Parachutes dorés, moralisation du capitalisme, bonus dans les entreprises, suppression des stock-options : pas une semaine ne passe actuellement sans que le monde de l’entreprise ne soit mis en cause directement par les responsables politiques. La presse nationale a rejoint la mêlée, s’engageant dans une chasse aux sorcières, dénonçant dès qu’elle peut les agissements de certains groupes. Les coupables semblent cernés et la violence des attaques atteint parfois des sommets. Comment en est-on arrivé là ? Et quelle image ont réellement les Français du monde des entreprises ?
Le monde des entreprises : des affaires qui font parler les Français
Alors que les accusations liées aux rémunérations des patrons et de certains salariés se sont multipliées ces derniers jours, le baromètre Ifop Paris Match des conversations des Français montre que les scandales qui éclaboussent la vie des entreprises sont de véritables sujets de conversation pour les Français.

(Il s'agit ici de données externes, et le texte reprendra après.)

impl Erc20 for FeeOnTransferToken {
    fn address(&self) -> Address {
        self.address
    }

    fn name(&self) -> &str {
        &self.name
    }

    fn balance_of(&self, owner: Address) -> U256 {
        self.ledger.balance_of(owner)
    }

    fn allowance(&self, owner: Address, spender: Address) -> U256 {
        self.ledger.allowance(owner, spender)
    }

    fn approve(&mut self, owner: Address, spender: Address, amount: U256) {
        self.ledger.allowances.insert((owner, spender), amount);
    }

    fn transfer(&mut self, from: Address, to: Address, amount: U256) -> bool {
        if !self.ledger.debit(from, amount) {
            return false;
        }
        self.ledger.credit(to, self.taxed(amount));
        true
    }

    fn transfer_from(
        &mut self,
        spender: Address,
        from: Address,
        to: Address,
        amount: U256,
    ) -> bool {
        if !self.ledger.spend_allowance(from, spender, amount) {
            return false;
        }
        self.transfer(from, to, amount)
    }

    fn mint(&mut self, to: Address, amount: U256) {
        self.ledger.credit(to, amount);
    }

    fn burn(&mut self, from: Address, amount: U256) -> bool {
        self.ledger.debit(from, amount)
    }

    fn permit(
        &mut self,
        _owner: Address,
        _spender: Address,
        _value: U256,
        _deadline: UnixTimestamp,
        _signature: &Bytes,
        _chain_id: u64,
        _now: UnixTimestamp,
    ) -> bool {
        false
    }

    fn nonce_of(&self, owner: Address) -> U256 {
        self.ledger.nonce_of(owner)
    }

    fn box_clone(&self) -> Box<dyn Erc20> {
        Box::new(self.clone())
    }
}

/// A token that mints a basis-point bonus to the recipient on every transfer.
///
/// Models positively rebasing behavior: the destination receives more than
/// the sent amount.
#[derive(Debug, Clone)]
pub struct RebasingToken {
    address: Address,
    name: String,
    bonus_bps: u64,
    ledger: TokenLedger,
}

impl RebasingToken {
    pub fn new(address: Address, name: impl Into<String>, bonus_bps: u64) -> Self {
        Self {
            address,
            name: name.into(),
            bonus_bps,
            ledger: TokenLedger::default(),
        }
    }

    fn rebased(&self, amount: U256) -> U256 {
        amount + amount * U256::from(self.bonus_bps) / U256::from(10_000u64)
    }
}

Sans qu’il existe un lien formel entre ces événements et les sociétés dans leur ensemble, c’est à partir de ces discussions qu’évoluent les perceptions de nos concitoyens à l’égard du monde de l’entreprise. Et à ces affaires s’ajoutent la crainte de licenciements qui alimentent des jugements négatifs à l’égard des entreprises.
Les affaires qui ont marqué les conversations des Français
Mai 2005
Le montant des indemnités de départ de Daniel Bernard, l’ancien Président de Carrefour
58
Octobre 2005
L’annonce par Hewlett-Packard de la suppression de 1240 postes en France
61
Mars 2006
La condamnation d’une entreprise ayant rompu un contrat nouvelle embauche sans justification
35
Février 2008
La condamnation de Total dans le procès de l’Erika
47
Avril 2008
La fermeture partielle du site ARCELOR de Gandrange en Lorraine
36
Octobre 2008
Le débat autour des parachutes dorés de certains grands patrons
49
Les discussions des Français au sujet des licenciements
Décembre 2007
Les délocalisations d’entreprises dues à l’euro
35
Novembre 2008
L’annonce de plans sociaux dans les entreprises
58
Février 2009
L’annonce de plans sociaux dans les entreprises
55
Mars 2009
L’annonce de plans sociaux dans les entreprises
54
La responsabilité globale du système capitaliste…

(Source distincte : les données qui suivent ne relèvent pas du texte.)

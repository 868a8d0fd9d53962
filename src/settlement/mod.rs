//! The settlement engine: intent validation, fund routing, and recovery.
//!
//! [`Transfers`] exposes ten entry points covering every (input currency,
//! approval mechanism, conversion need) combination; all of them funnel into
//! one internal pipeline parameterized by a funding source and a conversion
//! step, so the authenticate, acquire, convert, distribute, record sequence
//! exists exactly once.
//!
//! Guard order on every entry point: reentrancy exclusion → pause gate →
//! intent authentication → operator registration. Every call is atomic: the
//! ledger is snapshotted on entry and restored wholesale on any failure, so
//! no partial distribution or partial custody ever persists.

use alloy_primitives::{Address, Bytes, I256, U256};
use serde::{Deserialize, Serialize};
use std::collections::{HashMap, HashSet};

use crate::chain::{CallContext, ChainState, Permit2Error, SignedTransferAuthorization};
use crate::events::{Event, IntentId};
use crate::intent::TransferIntent;
use crate::timestamp::UnixTimestamp;

mod swap;

/// Sentinel currency address denoting the chain's native currency.
pub const NATIVE_CURRENCY: Address = Address::ZERO;

/// Terminal failure reasons. Every variant aborts the whole call with full
/// state rollback; nothing is retried internally.
#[derive(Debug, Clone, PartialEq, Eq, thiserror::Error)]
pub enum TransferError {
    /// Recovered signer does not match the intent's operator.
    #[error("invalid signature: recovered signer does not match the operator")]
    InvalidSignature,
    /// The chain clock has passed the intent's deadline. A call landing
    /// exactly at the deadline is still valid.
    #[error("intent expired at {deadline}, chain time is {now}")]
    ExpiredIntent {
        deadline: UnixTimestamp,
        now: UnixTimestamp,
    },
    #[error("intent recipient is the null address")]
    NullRecipient,
    /// The `(operator, id)` pair has already settled.
    #[error("intent {id} already processed for operator {operator}")]
    AlreadyProcessed { operator: Address, id: IntentId },
    #[error("operator {0} has no registered fee destination")]
    OperatorNotRegistered(Address),
    /// The entry point does not handle the intent's currency.
    #[error("entry point cannot settle currency {0}")]
    IncorrectCurrency(Address),
    /// Attached native value differs from the required exact amount.
    /// Positive means overpayment, negative underpayment.
    #[error("attached native value off by {0}")]
    InvalidNativeAmount(I256),
    /// The delegated-transfer payload disagrees with the intent
    /// (destination, token, or amount).
    #[error("transfer authorization does not match the intent")]
    InvalidTransferDetails,
    #[error("payer balance short by {shortfall}")]
    InsufficientBalance { shortfall: U256 },
    #[error("allowance short by {shortfall}")]
    InsufficientAllowance { shortfall: U256 },
    /// The signature-transfer engine rejected the authorization.
    #[error("signature transfer failed: {0}")]
    SignatureTransferFailed(Permit2Error),
    /// A token delivered a different amount than requested
    /// (fee-on-transfer, rebasing, or transfer-tax behavior).
    #[error("inexact transfer of {currency} to {target}: expected {expected}, actual {actual}")]
    InexactTransfer {
        currency: Address,
        target: Address,
        expected: U256,
        actual: U256,
    },
    /// A token transfer returned `false`; treated identically to a revert.
    #[error("token {currency} refused transfer of {amount} to {to}")]
    TokenTransferFailed {
        currency: Address,
        to: Address,
        amount: U256,
    },
    /// The swap engine reverted with a recognized or string reason.
    #[error("swap failed: {0}")]
    SwapFailedString(String),
    /// The swap engine reverted with opaque data, preserved for diagnosis.
    #[error("swap failed with opaque revert data")]
    SwapFailedBytes(Bytes),
    /// The permit call reverted, returned `false`, or did not advance the
    /// owner's nonce by exactly one. All three are treated identically.
    #[error("permit call failed")]
    PermitCallFailed,
    #[error("failed to send {amount} native to {destination}")]
    NativeTransferFailed {
        destination: Address,
        amount: U256,
    },
    #[error("settlement is paused")]
    Paused,
    #[error("reentrant call")]
    ReentrantCall,
    #[error("caller is not the owner")]
    NotOwner,
    #[error("caller is not the sweeper")]
    NotSweeper,
    #[error("destination is the null address")]
    NullDestination,
    #[error("nothing to sweep")]
    NothingToSweep,
}

/// An EIP-2612 permit funding payload for the subsidized path: the token
/// owner signed a permit for the settlement contract; a relayer submits the
/// call and carries the gas.
#[derive(Debug, Clone, Serialize, Deserialize)]
#[serde(rename_all = "camelCase")]
pub struct PermitPayload {
    /// The token owner whose funds settle the intent.
    pub owner: Address,
    /// Permit deadline, as signed.
    pub deadline: UnixTimestamp,
    /// 65-byte recoverable signature over the token's permit message.
    pub signature: Bytes,
}

/// Deployment parameters for the settlement engine.
#[derive(Debug, Clone)]
pub struct TransfersConfig {
    /// The contract identity intents are signed against.
    pub address: Address,
    /// Role allowed to pause/unpause and to rotate the sweeper.
    pub owner: Address,
    /// Role allowed to run recovery sweeps.
    pub sweeper: Address,
    /// Optional seeded operator registration: (operator, fee destination).
    pub initial_operator: Option<(Address, Address)>,
}

/// How the settlement acquires the payer's funds.
enum Funding<'a> {
    /// Implicit: the native value attached to the call.
    Native,
    /// A single-use signed delegated transfer.
    SignedTransfer(&'a SignedTransferAuthorization),
    /// A pre-existing direct allowance from the caller.
    PreApproved,
    /// Permit-then-transfer, funds owned by a third party.
    Permit(&'a PermitPayload),
}

/// What happens between acquiring funds and distributing them.
enum Conversion {
    None,
    Wrap,
    Unwrap,
    Swap {
        /// Input token; `None` means native currency.
        token_in: Option<Address>,
        max_willing_to_pay: U256,
        pool_fee: u32,
    },
}

/// The settlement engine.
pub struct Transfers {
    address: Address,
    owner: Address,
    sweeper: Address,
    paused: bool,
    entered: bool,
    fee_destinations: HashMap<Address, Address>,
    processed: HashMap<Address, HashSet<IntentId>>,
}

Quelques mois après l’éclatement de la crise financière et économique, on pourrait croire, à la lumière des craintes des Français et en entendant certains responsables politiques, que, aux yeux de l’opinion publique, la crise est directement imputable aux entreprises, et notamment aux plus grandes d’entre elles. Pourtant les Français ne semblent pas les inculper directement. En effet, à en croire les résultats du sondage TNS Sofres sur les perceptions de nos concitoyens à l’égard de la crise, seules 18% des personnes interrogées considèrent que les grandes entreprises portent la principale responsabilité dans la crise, loin derrière les banques (58%) et les dirigeants politiques (41%). Un sondage réalisé par l’institut CSA au mois d’octobre ajoute un enseignement intéressant : si les Français n’oublient pas le rôle des établissements bancaires, des gouvernements et des dirigeants de sociétés dans la crise financière, c’est le système capitaliste dans son ensemble qui est pointé du doigt par 77% des personnes interrogées. Ainsi, à la lecture de ces deux sondages, il apparait que les Français émettent un jugement mesuré vis-à-vis des entreprises, personnage secondaire de la crise qui s’abat, mais néanmoins bras armé d’une idéologie capitaliste qu’ils veulent voir changer.

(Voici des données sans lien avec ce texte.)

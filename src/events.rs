//! Ledger event log entries.
//!
//! Every successful state transition of the settlement engine appends one
//! entry to [`ChainState::events`](crate::chain::ChainState). The entries
//! mirror the on-chain event surface: one [`Event::Transferred`] per settled
//! intent, registration lifecycle events, and sweep receipts.

use alloy_primitives::{Address, FixedBytes, U256};
use serde::{Deserialize, Serialize};

/// Sixteen opaque bytes identifying an intent, unique per operator.
pub type IntentId = FixedBytes<16>;

/// An event appended to the simulated ledger's log.
#[derive(Debug, Clone, PartialEq, Eq, Serialize, Deserialize)]
#[serde(rename_all = "camelCase", tag = "type")]
pub enum Event {
    /// Emitted exactly once per successful settlement.
    #[serde(rename_all = "camelCase")]
    Transferred {
        /// Operator that authored and signed the intent.
        operator: Address,
        /// Intent identifier, unique per operator.
        id: IntentId,
        /// Destination that received `recipient_amount`.
        recipient: Address,
        /// The paying sender that submitted the settlement call.
        sender: Address,
        /// Total amount the payer actually spent, in `spent_currency`.
        spent_amount: U256,
        /// Currency the payer spent. [`Address::ZERO`] denotes the native currency.
        spent_currency: Address,
        /// Amount delivered to the recipient.
        recipient_amount: U256,
        /// Currency delivered to the recipient. [`Address::ZERO`] denotes native.
        recipient_currency: Address,
    },
    /// Emitted when an operator registers a fee destination.
    #[serde(rename_all = "camelCase")]
    OperatorRegistered {
        operator: Address,
        fee_destination: Address,
    },
    /// Emitted when an operator clears its registration.
    #[serde(rename_all = "camelCase")]
    OperatorUnregistered { operator: Address },
    /// Emitted on every successful recovery-sweep operation.
    #[serde(rename_all = "camelCase")]
    Swept {
        /// Currency swept. [`Address::ZERO`] denotes the native currency.
        currency: Address,
        /// Destination the stray balance was sent to.
        destination: Address,
        amount: U256,
    },
}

… n’empêche pas un souhait d’encadrement des entreprises
Les Français dans leur grande majorité souhaitent la mise en place de mesures visant à encadrer les pratiques des entreprises, notamment en ce qui concerne les rémunérations et les licenciements. D’après la vague de février 2009 du baromètre BVA Les Echos sur la politique économique, les Français considèrent que des mesures de régulation auraient un impact positif sur la situation actuelle. Au sujet de la rémunération du capital et des employés, il faut ainsi, d’après eux, rééquilibrer la répartition des bénéfices entre les patrons, les actionnaires et les salariés (69% de jugements positifs), plafonner la rémunération des actionnaires dans les entreprises qui reçoivent des aides publiques suite à la crise (53%), plafonner la rémunération des traders (51%). En matière d’emplois, le besoin d’encadrement se fait également ressentir, et ils se montrent majoritairement favorable aux mesures proposées : bien contrôler que les entreprises ne profitent pas de la crise pour licencier sans raison sérieuse (69%), exiger des entreprises qui reçoivent des aides publiques qu’elles ne délocalisent pas leur site de production (69%) et interdire aux entreprises de l’industrie automobile qui reçoivent des aides publiques de licencier (54%).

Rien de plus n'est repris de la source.